* WHAT IS REQUIRED *
Using the records below, copy every line that holds the string "vision".

* MATERIAL SHOWN *
------------------------------------------------------------

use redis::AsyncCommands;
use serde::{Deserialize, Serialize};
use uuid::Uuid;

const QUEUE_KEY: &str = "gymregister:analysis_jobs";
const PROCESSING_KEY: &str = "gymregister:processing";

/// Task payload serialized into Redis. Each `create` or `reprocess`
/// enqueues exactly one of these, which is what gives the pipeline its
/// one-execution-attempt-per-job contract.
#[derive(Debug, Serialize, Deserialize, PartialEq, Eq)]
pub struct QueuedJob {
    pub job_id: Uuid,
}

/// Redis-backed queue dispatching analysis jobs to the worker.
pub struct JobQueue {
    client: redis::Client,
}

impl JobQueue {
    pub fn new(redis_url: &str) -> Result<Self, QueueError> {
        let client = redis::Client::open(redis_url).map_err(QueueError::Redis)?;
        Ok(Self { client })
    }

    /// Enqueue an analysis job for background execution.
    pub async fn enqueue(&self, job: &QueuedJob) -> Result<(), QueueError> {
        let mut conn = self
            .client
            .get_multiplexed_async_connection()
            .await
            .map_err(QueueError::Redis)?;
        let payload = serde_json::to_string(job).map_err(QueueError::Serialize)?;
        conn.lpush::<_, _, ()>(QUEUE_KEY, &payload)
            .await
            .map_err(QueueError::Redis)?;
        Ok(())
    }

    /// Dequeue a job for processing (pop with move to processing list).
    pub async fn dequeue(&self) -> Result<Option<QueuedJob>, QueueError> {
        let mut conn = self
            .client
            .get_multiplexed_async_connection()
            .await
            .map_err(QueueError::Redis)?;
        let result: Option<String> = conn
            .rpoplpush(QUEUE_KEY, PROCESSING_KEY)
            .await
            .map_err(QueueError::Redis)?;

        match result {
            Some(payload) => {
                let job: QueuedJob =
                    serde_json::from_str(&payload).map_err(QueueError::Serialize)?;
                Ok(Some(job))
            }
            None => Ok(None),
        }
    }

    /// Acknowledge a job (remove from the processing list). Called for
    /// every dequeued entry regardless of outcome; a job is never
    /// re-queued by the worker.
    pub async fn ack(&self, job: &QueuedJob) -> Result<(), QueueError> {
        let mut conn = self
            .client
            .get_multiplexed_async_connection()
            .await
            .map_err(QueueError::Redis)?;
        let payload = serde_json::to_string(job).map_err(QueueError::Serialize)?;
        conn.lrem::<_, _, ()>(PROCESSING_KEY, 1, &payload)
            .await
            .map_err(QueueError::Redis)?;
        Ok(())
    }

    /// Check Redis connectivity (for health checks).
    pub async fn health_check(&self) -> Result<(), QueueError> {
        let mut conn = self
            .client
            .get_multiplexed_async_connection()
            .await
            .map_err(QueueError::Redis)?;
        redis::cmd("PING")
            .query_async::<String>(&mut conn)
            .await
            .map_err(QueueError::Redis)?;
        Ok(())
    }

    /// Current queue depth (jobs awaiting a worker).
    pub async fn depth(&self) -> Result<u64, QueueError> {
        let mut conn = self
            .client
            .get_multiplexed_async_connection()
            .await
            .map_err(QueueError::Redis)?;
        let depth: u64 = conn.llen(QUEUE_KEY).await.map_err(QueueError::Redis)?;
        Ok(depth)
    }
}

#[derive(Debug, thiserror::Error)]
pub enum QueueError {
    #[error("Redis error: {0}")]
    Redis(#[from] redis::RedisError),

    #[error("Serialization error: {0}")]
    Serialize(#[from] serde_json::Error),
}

------------------------------------------------------------

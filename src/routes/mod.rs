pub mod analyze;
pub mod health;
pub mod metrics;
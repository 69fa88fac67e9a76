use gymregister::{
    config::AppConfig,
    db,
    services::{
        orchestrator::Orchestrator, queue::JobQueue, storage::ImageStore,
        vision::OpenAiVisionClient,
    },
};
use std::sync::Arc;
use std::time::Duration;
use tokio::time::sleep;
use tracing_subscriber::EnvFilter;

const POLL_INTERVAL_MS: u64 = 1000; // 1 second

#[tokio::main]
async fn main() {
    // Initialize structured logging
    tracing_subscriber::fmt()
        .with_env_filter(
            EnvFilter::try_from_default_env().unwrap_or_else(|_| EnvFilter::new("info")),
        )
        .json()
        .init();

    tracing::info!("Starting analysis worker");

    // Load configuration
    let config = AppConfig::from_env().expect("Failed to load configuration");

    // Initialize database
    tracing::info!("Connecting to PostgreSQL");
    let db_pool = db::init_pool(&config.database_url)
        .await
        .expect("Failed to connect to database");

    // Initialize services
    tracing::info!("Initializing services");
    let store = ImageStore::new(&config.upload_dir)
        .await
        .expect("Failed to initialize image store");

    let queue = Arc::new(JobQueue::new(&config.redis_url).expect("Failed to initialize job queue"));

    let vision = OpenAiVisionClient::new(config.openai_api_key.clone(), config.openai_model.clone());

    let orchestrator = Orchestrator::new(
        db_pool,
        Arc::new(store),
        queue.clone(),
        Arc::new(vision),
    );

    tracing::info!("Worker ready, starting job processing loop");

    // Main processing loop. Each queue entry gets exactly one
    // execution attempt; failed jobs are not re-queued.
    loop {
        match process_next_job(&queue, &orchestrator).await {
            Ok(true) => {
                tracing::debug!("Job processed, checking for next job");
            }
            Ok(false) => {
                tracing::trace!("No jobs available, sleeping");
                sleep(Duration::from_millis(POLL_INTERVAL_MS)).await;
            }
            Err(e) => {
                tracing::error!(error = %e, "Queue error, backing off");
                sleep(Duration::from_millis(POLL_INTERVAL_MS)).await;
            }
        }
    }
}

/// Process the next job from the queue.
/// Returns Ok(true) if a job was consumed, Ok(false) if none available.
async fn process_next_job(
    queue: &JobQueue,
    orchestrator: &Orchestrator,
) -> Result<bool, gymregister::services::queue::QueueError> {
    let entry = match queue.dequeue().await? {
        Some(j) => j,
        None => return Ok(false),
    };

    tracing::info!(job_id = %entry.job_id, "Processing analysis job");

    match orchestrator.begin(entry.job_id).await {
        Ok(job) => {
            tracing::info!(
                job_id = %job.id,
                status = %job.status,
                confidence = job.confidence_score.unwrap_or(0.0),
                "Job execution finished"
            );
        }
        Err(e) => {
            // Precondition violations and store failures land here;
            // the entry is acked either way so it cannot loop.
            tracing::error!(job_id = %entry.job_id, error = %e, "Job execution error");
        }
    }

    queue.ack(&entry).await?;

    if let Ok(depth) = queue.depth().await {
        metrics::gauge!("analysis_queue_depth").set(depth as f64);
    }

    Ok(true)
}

------------------------------------------------------------

* SOLUTION TO THE PROBLEM *
        vision::OpenAiVisionClient,
    let vision = OpenAiVisionClient::new(config.openai_api_key.clone(), config.openai_model.clone());
        Arc::new(vision),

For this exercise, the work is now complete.